Records provided
|---|
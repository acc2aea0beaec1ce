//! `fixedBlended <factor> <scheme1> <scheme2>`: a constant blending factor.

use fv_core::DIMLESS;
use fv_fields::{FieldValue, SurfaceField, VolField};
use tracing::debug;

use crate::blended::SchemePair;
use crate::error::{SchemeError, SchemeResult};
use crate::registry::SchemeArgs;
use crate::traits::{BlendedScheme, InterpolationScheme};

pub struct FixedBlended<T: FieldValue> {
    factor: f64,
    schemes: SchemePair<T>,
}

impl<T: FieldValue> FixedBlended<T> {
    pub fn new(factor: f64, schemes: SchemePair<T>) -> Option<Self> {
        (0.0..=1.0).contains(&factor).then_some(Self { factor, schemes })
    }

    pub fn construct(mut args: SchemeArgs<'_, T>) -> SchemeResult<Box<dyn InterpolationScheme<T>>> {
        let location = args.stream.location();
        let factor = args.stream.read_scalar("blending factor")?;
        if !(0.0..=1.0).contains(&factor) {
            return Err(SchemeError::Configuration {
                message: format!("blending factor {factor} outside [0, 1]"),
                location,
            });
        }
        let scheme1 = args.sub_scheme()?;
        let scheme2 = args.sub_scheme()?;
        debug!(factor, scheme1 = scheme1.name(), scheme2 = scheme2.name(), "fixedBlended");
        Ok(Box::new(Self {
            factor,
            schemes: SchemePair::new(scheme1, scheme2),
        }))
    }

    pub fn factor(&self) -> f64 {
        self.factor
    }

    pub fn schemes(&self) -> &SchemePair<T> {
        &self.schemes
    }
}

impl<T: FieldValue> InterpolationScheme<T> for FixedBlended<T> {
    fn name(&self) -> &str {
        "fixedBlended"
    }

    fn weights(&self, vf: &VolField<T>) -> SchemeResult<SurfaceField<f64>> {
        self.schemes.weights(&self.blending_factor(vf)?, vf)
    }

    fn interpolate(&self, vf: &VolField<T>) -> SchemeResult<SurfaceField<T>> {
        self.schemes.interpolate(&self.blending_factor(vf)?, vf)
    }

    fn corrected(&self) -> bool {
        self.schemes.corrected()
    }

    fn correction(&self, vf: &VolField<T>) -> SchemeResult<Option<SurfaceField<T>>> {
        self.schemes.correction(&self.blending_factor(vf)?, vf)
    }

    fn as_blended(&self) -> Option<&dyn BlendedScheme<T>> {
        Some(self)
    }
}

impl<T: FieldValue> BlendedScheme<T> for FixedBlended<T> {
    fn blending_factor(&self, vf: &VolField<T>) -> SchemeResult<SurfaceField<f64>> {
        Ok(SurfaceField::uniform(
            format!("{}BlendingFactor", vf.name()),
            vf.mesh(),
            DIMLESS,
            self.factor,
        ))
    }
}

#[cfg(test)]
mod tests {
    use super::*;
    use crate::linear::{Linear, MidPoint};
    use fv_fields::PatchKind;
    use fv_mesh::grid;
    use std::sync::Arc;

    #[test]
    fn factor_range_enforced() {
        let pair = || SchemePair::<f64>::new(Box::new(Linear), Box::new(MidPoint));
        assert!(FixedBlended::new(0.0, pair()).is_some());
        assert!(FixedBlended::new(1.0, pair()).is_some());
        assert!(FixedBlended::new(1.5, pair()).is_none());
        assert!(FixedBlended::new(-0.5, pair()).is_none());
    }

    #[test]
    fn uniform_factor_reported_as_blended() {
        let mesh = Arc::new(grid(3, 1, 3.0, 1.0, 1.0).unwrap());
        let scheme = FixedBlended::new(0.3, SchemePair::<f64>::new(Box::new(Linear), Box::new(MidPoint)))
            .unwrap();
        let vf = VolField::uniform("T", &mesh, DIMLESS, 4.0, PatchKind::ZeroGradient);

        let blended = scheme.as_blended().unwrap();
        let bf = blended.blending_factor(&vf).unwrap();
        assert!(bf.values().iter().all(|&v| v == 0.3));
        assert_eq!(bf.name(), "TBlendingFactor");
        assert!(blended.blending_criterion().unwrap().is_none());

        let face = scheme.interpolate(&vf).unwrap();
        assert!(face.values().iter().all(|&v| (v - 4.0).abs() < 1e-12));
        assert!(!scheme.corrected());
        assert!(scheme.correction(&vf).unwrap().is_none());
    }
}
|---|
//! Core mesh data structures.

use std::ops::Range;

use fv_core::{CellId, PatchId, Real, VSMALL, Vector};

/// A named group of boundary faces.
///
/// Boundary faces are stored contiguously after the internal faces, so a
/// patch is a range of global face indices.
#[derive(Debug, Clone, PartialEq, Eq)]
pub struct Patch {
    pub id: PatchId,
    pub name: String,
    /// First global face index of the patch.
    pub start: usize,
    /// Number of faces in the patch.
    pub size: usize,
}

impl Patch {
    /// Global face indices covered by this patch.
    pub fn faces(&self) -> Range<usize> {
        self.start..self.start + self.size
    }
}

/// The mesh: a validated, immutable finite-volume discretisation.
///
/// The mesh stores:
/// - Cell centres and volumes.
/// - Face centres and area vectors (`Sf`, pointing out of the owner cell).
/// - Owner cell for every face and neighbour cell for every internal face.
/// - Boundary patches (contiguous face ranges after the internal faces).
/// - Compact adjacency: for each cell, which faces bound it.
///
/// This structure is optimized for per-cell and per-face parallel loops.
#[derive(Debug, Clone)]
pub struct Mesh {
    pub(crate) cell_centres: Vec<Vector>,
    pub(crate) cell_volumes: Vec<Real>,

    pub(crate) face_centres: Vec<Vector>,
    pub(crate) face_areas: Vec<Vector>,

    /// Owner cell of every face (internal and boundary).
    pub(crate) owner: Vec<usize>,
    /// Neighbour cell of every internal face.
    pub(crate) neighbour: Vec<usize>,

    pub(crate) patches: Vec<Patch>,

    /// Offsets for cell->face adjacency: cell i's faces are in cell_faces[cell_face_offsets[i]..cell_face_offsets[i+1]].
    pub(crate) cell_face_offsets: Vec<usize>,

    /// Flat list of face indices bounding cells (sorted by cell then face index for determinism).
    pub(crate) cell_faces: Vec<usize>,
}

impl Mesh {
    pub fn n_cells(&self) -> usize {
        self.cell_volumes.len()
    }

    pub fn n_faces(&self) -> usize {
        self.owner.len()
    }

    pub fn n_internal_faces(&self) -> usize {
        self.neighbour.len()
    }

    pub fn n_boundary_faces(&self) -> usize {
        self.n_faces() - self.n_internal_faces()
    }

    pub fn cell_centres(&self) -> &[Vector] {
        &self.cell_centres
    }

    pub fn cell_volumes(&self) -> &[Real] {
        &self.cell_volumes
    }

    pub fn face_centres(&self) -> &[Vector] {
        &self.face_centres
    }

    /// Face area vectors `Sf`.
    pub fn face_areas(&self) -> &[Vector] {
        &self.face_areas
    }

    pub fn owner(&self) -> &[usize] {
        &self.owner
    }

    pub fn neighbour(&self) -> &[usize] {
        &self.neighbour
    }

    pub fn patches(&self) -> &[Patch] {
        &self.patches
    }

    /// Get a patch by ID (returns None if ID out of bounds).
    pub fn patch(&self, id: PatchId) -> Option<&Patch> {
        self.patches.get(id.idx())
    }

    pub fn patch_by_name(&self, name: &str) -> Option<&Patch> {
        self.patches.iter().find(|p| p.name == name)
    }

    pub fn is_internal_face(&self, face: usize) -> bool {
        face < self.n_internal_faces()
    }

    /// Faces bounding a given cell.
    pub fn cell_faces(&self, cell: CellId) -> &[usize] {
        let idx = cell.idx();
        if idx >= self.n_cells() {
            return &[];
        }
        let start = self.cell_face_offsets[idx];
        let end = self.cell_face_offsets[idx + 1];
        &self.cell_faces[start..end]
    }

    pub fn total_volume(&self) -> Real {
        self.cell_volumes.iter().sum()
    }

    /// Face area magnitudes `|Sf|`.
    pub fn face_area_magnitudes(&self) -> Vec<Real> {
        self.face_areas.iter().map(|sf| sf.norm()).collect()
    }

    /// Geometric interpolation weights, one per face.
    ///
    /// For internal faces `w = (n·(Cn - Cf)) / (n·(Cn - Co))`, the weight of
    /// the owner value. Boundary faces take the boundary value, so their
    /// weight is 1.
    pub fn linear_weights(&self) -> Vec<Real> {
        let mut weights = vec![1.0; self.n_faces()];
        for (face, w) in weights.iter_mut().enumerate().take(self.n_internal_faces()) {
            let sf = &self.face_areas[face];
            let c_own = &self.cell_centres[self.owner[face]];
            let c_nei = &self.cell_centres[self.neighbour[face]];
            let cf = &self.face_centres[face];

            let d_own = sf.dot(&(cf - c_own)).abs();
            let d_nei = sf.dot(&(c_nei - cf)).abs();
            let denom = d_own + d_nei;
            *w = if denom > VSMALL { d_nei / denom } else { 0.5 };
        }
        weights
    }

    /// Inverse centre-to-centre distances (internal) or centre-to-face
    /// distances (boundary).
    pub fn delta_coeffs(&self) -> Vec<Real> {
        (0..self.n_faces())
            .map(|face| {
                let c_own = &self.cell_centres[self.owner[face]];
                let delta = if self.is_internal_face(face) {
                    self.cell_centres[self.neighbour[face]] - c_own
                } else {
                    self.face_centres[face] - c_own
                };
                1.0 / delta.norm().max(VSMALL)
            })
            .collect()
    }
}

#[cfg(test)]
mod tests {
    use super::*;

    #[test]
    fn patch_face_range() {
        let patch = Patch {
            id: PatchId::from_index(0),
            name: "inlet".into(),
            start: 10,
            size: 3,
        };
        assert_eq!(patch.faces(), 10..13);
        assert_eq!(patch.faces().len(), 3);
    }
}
|---|
Exercise details
With the first line being the one containing "DIMLESS, 4.0, PatchKind::ZeroGradient);" and the last line the one containing "assert!(bf.values().iter().all(|&v| v == 0.3));", transcribe exactly the lines above that fall in that range.

Solution
        let vf = VolField::uniform("T", &mesh, DIMLESS, 4.0, PatchKind::ZeroGradient);

        let blended = scheme.as_blended().unwrap();
        let bf = blended.blending_factor(&vf).unwrap();
        assert!(bf.values().iter().all(|&v| v == 0.3));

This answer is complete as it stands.